* TASK TO CARRY OUT: Each line of the listing below should be restated word for word.

++++ MATERIAL PROVIDED

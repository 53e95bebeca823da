//! # Turn Context
//!
//! Collects the events of one user turn. Every emitted event is recorded on
//! the session (applying its delta), kept for the caller, and forwarded to
//! the stream channel when one is attached.

use tokio::sync::mpsc;

use super::events::FlowEvent;
use crate::state::{Session, SessionState};

pub struct TurnContext<'a> {
    session: &'a mut Session,
    emitted: Vec<FlowEvent>,
    event_tx: Option<mpsc::Sender<FlowEvent>>,
}

impl<'a> TurnContext<'a> {
    pub fn new(session: &'a mut Session, event_tx: Option<mpsc::Sender<FlowEvent>>) -> Self {
        Self {
            session,
            emitted: Vec::new(),
            event_tx,
        }
    }

    /// Emit an event
    pub async fn emit(&mut self, event: FlowEvent) {
        self.session.record(event.clone());
        self.emitted.push(event.clone());
        if let Some(tx) = &self.event_tx {
            let _ = tx.send(event).await;
        }
    }

    pub fn state(&self) -> &SessionState {
        &self.session.state
    }

    pub fn session(&self) -> &Session {
        &*self.session
    }

    /// Events emitted during this turn, in order
    pub fn finish(self) -> Vec<FlowEvent> {
        self.emitted
    }
}
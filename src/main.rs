use std::process::ExitCode;
use std::sync::Arc;

use clap::{Parser, Subcommand};
use tracing_subscriber::EnvFilter;

use valet::ai::AiFallback;
use valet::config::{self, Config};
use valet::db::{self, MemoryRepo};
use valet::voice::{Speaker, SpeakerOut, SpeechSink};
use valet::{CompletionBackend, Daemon};

/// Valet - wake-word voice assistant daemon
#[derive(Parser)]
#[command(name = "valet", version, about)]
struct Cli {
    /// Wake phrase override (e.g., "computer")
    #[arg(short, long, env = "VALET_WAKE_WORD")]
    wake_word: Option<String>,

    /// Increase verbosity (-v, -vv, -vvv)
    #[arg(short, long, action = clap::ArgAction::Count)]
    verbose: u8,

    /// Disable voice features (for servers without audio hardware)
    #[arg(long, env = "VALET_DISABLE_VOICE")]
    disable_voice: bool,

    #[command(subcommand)]
    command: Option<Command>,
}

#[derive(Subcommand)]
enum Command {
    /// Speak text through the TTS pipeline
    Say {
        /// Text to speak
        #[arg(default_value = "Hello! This is a test of the text to speech system.")]
        text: String,
    },
    /// Send one prompt to the AI fallback and print the reply
    Ask {
        /// Prompt text
        prompt: String,
    },
    /// Store a fact
    Remember {
        /// Fact name
        key: String,
        /// Fact value
        value: String,
    },
    /// Look up a fact
    Recall {
        /// Fact name
        key: String,
    },
    /// Delete a fact
    Forget {
        /// Fact name
        key: String,
    },
    /// List all stored facts
    Facts,
}

#[tokio::main]
async fn main() -> ExitCode {
    let cli = Cli::parse();

    // Set up logging based on verbosity
    let filter = match cli.verbose {
        0 => "info,valet=info",
        1 => "info,valet=debug",
        2 => "debug",
        _ => "trace",
    };

    tracing_subscriber::fmt()
        .with_env_filter(EnvFilter::new(filter))
        .init();

    match run(cli).await {
        Ok(()) => ExitCode::SUCCESS,
        Err(e) => {
            tracing::error!("fatal: {e}");
            ExitCode::FAILURE
        }
    }
}

async fn run(cli: Cli) -> anyhow::Result<()> {
    // Memory subcommands only need the database, not credentials
    if let Some(cmd) = cli.command {
        return match cmd {
            Command::Say { text } => say(cli.wake_word.as_deref(), &text).await,
            Command::Ask { prompt } => ask(cli.wake_word.as_deref(), &prompt).await,
            Command::Remember { key, value } => remember(&key, &value),
            Command::Recall { key } => recall(&key),
            Command::Forget { key } => forget(&key),
            Command::Facts => facts(),
        };
    }

    tracing::info!(
        wake_word = ?cli.wake_word,
        disable_voice = cli.disable_voice,
        "starting valet"
    );

    let config = Config::load_with_options(cli.wake_word.as_deref(), cli.disable_voice)?;
    tracing::debug!(?config, "loaded configuration");

    if config.voice.enabled {
        tracing::info!("valet ready - say \"{}\"", config.wake_word);
    } else {
        tracing::info!("valet ready (voice disabled, stdin mode)");
    }

    let daemon = Daemon::new(config)?;
    daemon.run().await?;

    Ok(())
}

/// Speak one line through the real TTS pipeline
async fn say(wake_word: Option<&str>, text: &str) -> anyhow::Result<()> {
    let config = Config::load_with_options(wake_word, false)?;
    let api_key = config
        .api_keys
        .openai
        .clone()
        .ok_or_else(|| anyhow::anyhow!("OPENAI_API_KEY is required"))?;

    let speaker = Speaker::new(
        config.llm.api_base.clone(),
        api_key,
        config.voice.tts_model.clone(),
        config.voice.tts_voice.clone(),
        config.voice.tts_speed,
        Arc::new(SpeakerOut),
    )?;

    speaker.speak(text).await;
    Ok(())
}

/// One-shot AI fallback round trip
async fn ask(wake_word: Option<&str>, prompt: &str) -> anyhow::Result<()> {
    let config = Config::load_with_options(wake_word, true)?;
    let api_key = config
        .api_keys
        .openai
        .clone()
        .ok_or_else(|| anyhow::anyhow!("OPENAI_API_KEY is required"))?;

    let ai = AiFallback::new(
        &config.llm,
        api_key,
        config.assistant_name.clone(),
        config.language.clone(),
    )?;

    println!("{}", ai.complete(prompt).await);
    Ok(())
}

fn memory_repo() -> anyhow::Result<MemoryRepo> {
    let data_dir = config::default_data_dir();
    std::fs::create_dir_all(&data_dir)?;
    let pool = db::init(data_dir.join("valet.db"))?;
    Ok(MemoryRepo::new(pool))
}

fn remember(key: &str, value: &str) -> anyhow::Result<()> {
    memory_repo()?.remember(key, value)?;
    println!("Remembered: {key}");
    Ok(())
}

fn recall(key: &str) -> anyhow::Result<()> {
    match memory_repo()?.recall(key)? {
        Some(value) => println!("{key} is {value}"),
        None => println!("No memory of {key}"),
    }
    Ok(())
}

fn forget(key: &str) -> anyhow::Result<()> {
    if memory_repo()?.forget(key)? {
        println!("Forgot: {key}");
    } else {
        println!("No memory of {key}");
    }
    Ok(())
}

fn facts() -> anyhow::Result<()> {
    let all = memory_repo()?.list()?;
    if all.is_empty() {
        println!("No facts stored.");
        return Ok(());
    }
    for fact in all {
        println!("{} = {}  (updated {})", fact.key, fact.value, fact.updated_at);
    }
    Ok(())
}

++++++++

* EXPECTED ANSWER:
repository 53e95bebeca823da
//! # Turn Context
//!
//! Collects the events of one user turn. Every emitted event is recorded on
//! the session (applying its delta), kept for the caller, and forwarded to
//! the stream channel when one is attached.

use tokio::sync::mpsc;

use super::events::FlowEvent;
use crate::state::{Session, SessionState};

pub struct TurnContext<'a> {
    session: &'a mut Session,
    emitted: Vec<FlowEvent>,
    event_tx: Option<mpsc::Sender<FlowEvent>>,
}

impl<'a> TurnContext<'a> {
    pub fn new(session: &'a mut Session, event_tx: Option<mpsc::Sender<FlowEvent>>) -> Self {
        Self {
            session,
            emitted: Vec::new(),
            event_tx,
        }
    }

    /// Emit an event
    pub async fn emit(&mut self, event: FlowEvent) {
        self.session.record(event.clone());
        self.emitted.push(event.clone());
        if let Some(tx) = &self.event_tx {
            let _ = tx.send(event).await;
        }
    }

    pub fn state(&self) -> &SessionState {
        &self.session.state
    }

    pub fn session(&self) -> &Session {
        &*self.session
    }

    /// Events emitted during this turn, in order
    pub fn finish(self) -> Vec<FlowEvent> {
        self.emitted
    }
}
filename src/main.rs
use std::process::ExitCode;
use std::sync::Arc;

use clap::{Parser, Subcommand};
use tracing_subscriber::EnvFilter;

use valet::ai::AiFallback;
use valet::config::{self, Config};
use valet::db::{self, MemoryRepo};
use valet::voice::{Speaker, SpeakerOut, SpeechSink};
use valet::{CompletionBackend, Daemon};

/// Valet - wake-word voice assistant daemon
#[derive(Parser)]
#[command(name = "valet", version, about)]
struct Cli {
    /// Wake phrase override (e.g., "computer")
    #[arg(short, long, env = "VALET_WAKE_WORD")]
    wake_word: Option<String>,

    /// Increase verbosity (-v, -vv, -vvv)
    #[arg(short, long, action = clap::ArgAction::Count)]
    verbose: u8,

    /// Disable voice features (for servers without audio hardware)
    #[arg(long, env = "VALET_DISABLE_VOICE")]
    disable_voice: bool,

    #[command(subcommand)]
    command: Option<Command>,
}

#[derive(Subcommand)]
enum Command {
    /// Speak text through the TTS pipeline
    Say {
        /// Text to speak
        #[arg(default_value = "Hello! This is a test of the text to speech system.")]
        text: String,
    },
    /// Send one prompt to the AI fallback and print the reply
    Ask {
        /// Prompt text
        prompt: String,
    },
    /// Store a fact
    Remember {
        /// Fact name
        key: String,
        /// Fact value
        value: String,
    },
    /// Look up a fact
    Recall {
        /// Fact name
        key: String,
    },
    /// Delete a fact
    Forget {
        /// Fact name
        key: String,
    },
    /// List all stored facts
    Facts,
}

#[tokio::main]
async fn main() -> ExitCode {
    let cli = Cli::parse();

    // Set up logging based on verbosity
    let filter = match cli.verbose {
        0 => "info,valet=info",
        1 => "info,valet=debug",
        2 => "debug",
        _ => "trace",
    };

    tracing_subscriber::fmt()
        .with_env_filter(EnvFilter::new(filter))
        .init();

    match run(cli).await {
        Ok(()) => ExitCode::SUCCESS,
        Err(e) => {
            tracing::error!("fatal: {e}");
            ExitCode::FAILURE
        }
    }
}

async fn run(cli: Cli) -> anyhow::Result<()> {
    // Memory subcommands only need the database, not credentials
    if let Some(cmd) = cli.command {
        return match cmd {
            Command::Say { text } => say(cli.wake_word.as_deref(), &text).await,
            Command::Ask { prompt } => ask(cli.wake_word.as_deref(), &prompt).await,
            Command::Remember { key, value } => remember(&key, &value),
            Command::Recall { key } => recall(&key),
            Command::Forget { key } => forget(&key),
            Command::Facts => facts(),
        };
    }

    tracing::info!(
        wake_word = ?cli.wake_word,
        disable_voice = cli.disable_voice,
        "starting valet"
    );

    let config = Config::load_with_options(cli.wake_word.as_deref(), cli.disable_voice)?;
    tracing::debug!(?config, "loaded configuration");

    if config.voice.enabled {
        tracing::info!("valet ready - say \"{}\"", config.wake_word);
    } else {
        tracing::info!("valet ready (voice disabled, stdin mode)");
    }

    let daemon = Daemon::new(config)?;
    daemon.run().await?;

    Ok(())
}

/// Speak one line through the real TTS pipeline
async fn say(wake_word: Option<&str>, text: &str) -> anyhow::Result<()> {
    let config = Config::load_with_options(wake_word, false)?;
    let api_key = config
        .api_keys
        .openai
        .clone()
        .ok_or_else(|| anyhow::anyhow!("OPENAI_API_KEY is required"))?;

    let speaker = Speaker::new(
        config.llm.api_base.clone(),
        api_key,
        config.voice.tts_model.clone(),
        config.voice.tts_voice.clone(),
        config.voice.tts_speed,
        Arc::new(SpeakerOut),
    )?;

    speaker.speak(text).await;
    Ok(())
}

/// One-shot AI fallback round trip
async fn ask(wake_word: Option<&str>, prompt: &str) -> anyhow::Result<()> {
    let config = Config::load_with_options(wake_word, true)?;
    let api_key = config
        .api_keys
        .openai
        .clone()
        .ok_or_else(|| anyhow::anyhow!("OPENAI_API_KEY is required"))?;

    let ai = AiFallback::new(
        &config.llm,
        api_key,
        config.assistant_name.clone(),
        config.language.clone(),
    )?;

    println!("{}", ai.complete(prompt).await);
    Ok(())
}

fn memory_repo() -> anyhow::Result<MemoryRepo> {
    let data_dir = config::default_data_dir();
    std::fs::create_dir_all(&data_dir)?;
    let pool = db::init(data_dir.join("valet.db"))?;
    Ok(MemoryRepo::new(pool))
}

fn remember(key: &str, value: &str) -> anyhow::Result<()> {
    memory_repo()?.remember(key, value)?;
    println!("Remembered: {key}");
    Ok(())
}

fn recall(key: &str) -> anyhow::Result<()> {
    match memory_repo()?.recall(key)? {
        Some(value) => println!("{key} is {value}"),
        None => println!("No memory of {key}"),
    }
    Ok(())
}

fn forget(key: &str) -> anyhow::Result<()> {
    if memory_repo()?.forget(key)? {
        println!("Forgot: {key}");
    } else {
        println!("No memory of {key}");
    }
    Ok(())
}

fn facts() -> anyhow::Result<()> {
    let all = memory_repo()?.list()?;
    if all.is_empty() {
        println!("No facts stored.");
        return Ok(());
    }
    for fact in all {
        println!("{} = {}  (updated {})", fact.key, fact.value, fact.updated_at);
    }
    Ok(())
}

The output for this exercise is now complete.